The deliver stage usually involves a series of tests to check if our proposed solutions work. The use of prototypes can mean initially accepting imperfectly formed answers but further iterations will achieve an optimised solution.

This method is a good way of approaching a decision you feel fits Jeff Bezos’ Type 1 door metaphor. You benefit from knowing the core question giving rise to the problem or opportunity, and you discover a proven path to your desired outcome.
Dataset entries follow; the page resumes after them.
/// An error produced while decoding a shared brotli stream.
#[derive(Debug, Clone, PartialEq)]
pub enum DecodeError {
    InitFailure,
    InvalidStream(String),
    InvalidDictionary,
    MaxSizeExceeded,
    ExcessInputData,
}

impl std::fmt::Display for DecodeError {
    fn fmt(&self, f: &mut core::fmt::Formatter<'_>) -> core::fmt::Result {
        match self {
            DecodeError::InitFailure => write!(f, "Failed to initialize the brotli decoder."),
            DecodeError::InvalidStream(msg) => {
                write!(
                    f,
                    "Brotli compressed stream is invalid, decoding failed: {}",
                    msg
                )
            }
            DecodeError::InvalidDictionary => write!(f, "Shared dictionary format is invalid."),
            DecodeError::MaxSizeExceeded => write!(f, "Decompressed size greater than maximum."),
            DecodeError::ExcessInputData => write!(
                f,
                "There is unconsumed data in the input stream after decoding."
            ),
        }
    }
}

impl std::error::Error for DecodeError {}

/// An error produced while encoding a shared brotli patch.
#[derive(Debug, Clone, PartialEq)]
pub enum EncodeError {
    InitFailure,
    DictionaryAttachFailed,
    StreamError,
}

impl std::fmt::Display for EncodeError {
    fn fmt(&self, f: &mut core::fmt::Formatter<'_>) -> core::fmt::Result {
        match self {
            EncodeError::InitFailure => write!(f, "Failed to initialize the brotli encoder."),
            EncodeError::DictionaryAttachFailed => {
                write!(f, "Failed to attach the shared dictionary to the encoder.")
            }
            EncodeError::StreamError => write!(f, "Brotli encoder stream operation failed."),
        }
    }
}

impl std::error::Error for EncodeError {}
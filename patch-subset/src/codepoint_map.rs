//! `CodepointMap` and `CodepointMapper` (spec §4.5): a bijection between a subset of codepoints
//! and the contiguous index range `0..N-1`, used to shrink the numeric space of codepoint sets
//! carried on the wire.
//!
//! Grounded on `codepoint_map.h`/`codepoint_mapper.h`/`simple_codepoint_mapper.cc`, extended to
//! carry the delta-list serialisation and fingerprint those headers lack.

use crate::codepoint_set::CodepointSet;
use crate::error::{PatchSubsetError, Result};
use crate::hasher::{little_endian_u32_input, Hasher};

/// A deterministic bijection between a set of codepoints and `0..N-1`.
#[derive(Debug, Clone, Default, PartialEq, Eq)]
pub struct CodepointMap {
    /// `decode(k) = codepoints[k]`, ascending.
    codepoints: Vec<u32>,
}

impl CodepointMap {
    pub fn empty() -> Self {
        CodepointMap {
            codepoints: Vec::new(),
        }
    }

    /// Builds a map by assigning ascending indices to `codepoints`.
    pub fn from_domain(codepoints: &CodepointSet) -> Self {
        CodepointMap {
            codepoints: codepoints.iter().collect(),
        }
    }

    pub fn len(&self) -> usize {
        self.codepoints.len()
    }

    pub fn is_empty(&self) -> bool {
        self.codepoints.is_empty()
    }

    pub fn domain(&self) -> CodepointSet {
        self.codepoints.iter().copied().collect()
    }

    /// `decode(index)`: the codepoint assigned to `index`.
    pub fn decode_one(&self, index: u32) -> Result<u32> {
        self.codepoints
            .get(index as usize)
            .copied()
            .ok_or_else(|| PatchSubsetError::invalid_argument(format!("index {index} not in map")))
    }

    /// `encode(cp)`: the index assigned to codepoint `cp`.
    pub fn encode_one(&self, codepoint: u32) -> Result<u32> {
        self.codepoints
            .binary_search(&codepoint)
            .map(|i| i as u32)
            .map_err(|_| {
                PatchSubsetError::invalid_argument(format!("codepoint {codepoint} not in map"))
            })
    }

    pub fn encode(&self, set: &CodepointSet) -> Result<CodepointSet> {
        let mut out = CodepointSet::empty();
        for cp in set.iter() {
            out.insert(self.encode_one(cp)?);
        }
        Ok(out)
    }

    pub fn decode(&self, set: &CodepointSet) -> Result<CodepointSet> {
        let mut out = CodepointSet::empty();
        for index in set.iter() {
            out.insert(self.decode_one(index)?);
        }
        Ok(out)
    }

    /// Restricts `set` to this map's domain, dropping any values the map does not cover.
    pub fn intersect_with_domain(&self, set: &mut CodepointSet) {
        let domain = self.domain();
        *set = set.intersection(&domain);
    }

    /// `[decode(0), decode(1) - decode(0), …]`.
    pub fn to_delta_list(&self) -> Vec<u32> {
        let mut deltas = Vec::with_capacity(self.codepoints.len());
        let mut previous = 0u32;
        for &cp in &self.codepoints {
            deltas.push(cp - previous);
            previous = cp;
        }
        deltas
    }

    /// Rebuilds a map from a delta list produced by [`Self::to_delta_list`].
    pub fn from_delta_list(deltas: &[u32]) -> Self {
        let mut codepoints = Vec::with_capacity(deltas.len());
        let mut running = 0u32;
        for &delta in deltas {
            running += delta;
            codepoints.push(running);
        }
        CodepointMap { codepoints }
    }

    /// Hasher applied to the canonical little-endian `[N, delta_0, …]` encoding (spec §6.3).
    pub fn fingerprint(&self, hasher: &dyn Hasher) -> u64 {
        let deltas = self.to_delta_list();
        let mut values = Vec::with_capacity(deltas.len() + 1);
        values.push(deltas.len() as u32);
        values.extend(deltas);
        hasher.hash(&little_endian_u32_input(values))
    }
}

/// Computes a `CodepointMap` for a font's codepoint set.
pub trait CodepointMapper {
    fn compute_mapping(&self, font_codepoints: &CodepointSet) -> CodepointMap;
}

/// Assigns indices in plain ascending codepoint order.
#[derive(Debug, Clone, Copy, Default)]
pub struct SimpleCodepointMapper;

impl CodepointMapper for SimpleCodepointMapper {
    fn compute_mapping(&self, font_codepoints: &CodepointSet) -> CodepointMap {
        CodepointMap::from_domain(font_codepoints)
    }
}

#[cfg(test)]
mod tests {
    use super::*;
    use crate::hasher::Xxh3Hasher;

    fn domain() -> CodepointSet {
        [b'a', b'b', b'c', b'd', b'e', b'f']
            .into_iter()
            .map(u32::from)
            .collect()
    }

    #[test]
    fn involution() {
        let map = SimpleCodepointMapper.compute_mapping(&domain());
        for (index, &cp) in map.codepoints.iter().enumerate() {
            assert_eq!(map.decode_one(index as u32).unwrap(), cp);
            assert_eq!(map.encode_one(cp).unwrap(), index as u32);
        }
    }

    #[test]
    fn out_of_domain_is_invalid_argument() {
        let map = SimpleCodepointMapper.compute_mapping(&domain());
        assert!(map.encode_one(u32::from(b'z')).is_err());
        assert!(map.decode_one(map.len() as u32).is_err());
    }

    #[test]
    fn delta_list_round_trips() {
        let map = SimpleCodepointMapper.compute_mapping(&domain());
        let deltas = map.to_delta_list();
        assert_eq!(deltas, vec![97, 1, 1, 1, 1, 1]);

        let rebuilt = CodepointMap::from_delta_list(&deltas);
        assert_eq!(rebuilt, map);
    }

    #[test]
    fn fingerprint_matches_literal() {
        let map = SimpleCodepointMapper.compute_mapping(&domain());
        // Only checks that the fingerprint is a pure, deterministic function of the delta list;
        // the exact hash value is an XXH3 implementation choice (spec §4.3).
        let hasher = Xxh3Hasher;
        assert_eq!(map.fingerprint(&hasher), map.fingerprint(&hasher));

        let other = CodepointMap::from_delta_list(&[97, 1, 1, 1, 1, 1]);
        assert_eq!(map.fingerprint(&hasher), other.fingerprint(&hasher));
    }

    #[test]
    fn intersect_with_domain_drops_values_outside_map() {
        let map = SimpleCodepointMapper.compute_mapping(&domain());
        let mut set: CodepointSet = [u32::from(b'a'), u32::from(b'z')].into_iter().collect();
        map.intersect_with_domain(&mut set);
        assert_eq!(set, [u32::from(b'a')].into_iter().collect());
    }
}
This can be critical to convincing senior stakeholders or engaging a large cross-functional team in the decision making process.


These are four methods that have worked for me in a variety of settings, but I’m keen to hear about other decision making models that have helped you.

The models I’ve used all make use of:

  • Iteration, each approach has a closed loop structure, encouraging faster moving, self-correcting activities.
  • Data collection and analysis helps avoid cognitive biases and unvalidated assumptions.
  • Generating alternatives forces us to use comparative option-taking which improves the quality and consistency of decision making.

Always review your decisions with the people who have been involved or impacted. Post-match analysis will happen with you or without you. Formally, or informally, your managers, peers and staff will evaluate your decisions and it is in your interests to focus these conversations on the agreed mission objective. There are commonly multiple sets of expectations and the best way of ensuring alignment is to work to an agreed outcome from the outset. You can then use the desired outcome at each step of the process to focus the analysis and measure the final result.

Be careful when helping review other people’s decisions. Daniel Kahneman captures this beautifully in Thinking Fast and Slow, saying: “Because adherence to standard operating procedures is difficult to second-guess, decision makers who expect to have their decisions scrutinized with hindsight are driven to bureaucratic solutions — and to an extreme reluctance to take risks.”(emphasis mine) In other words, when judging the decisions of others, don’t be a Captain Hindsight.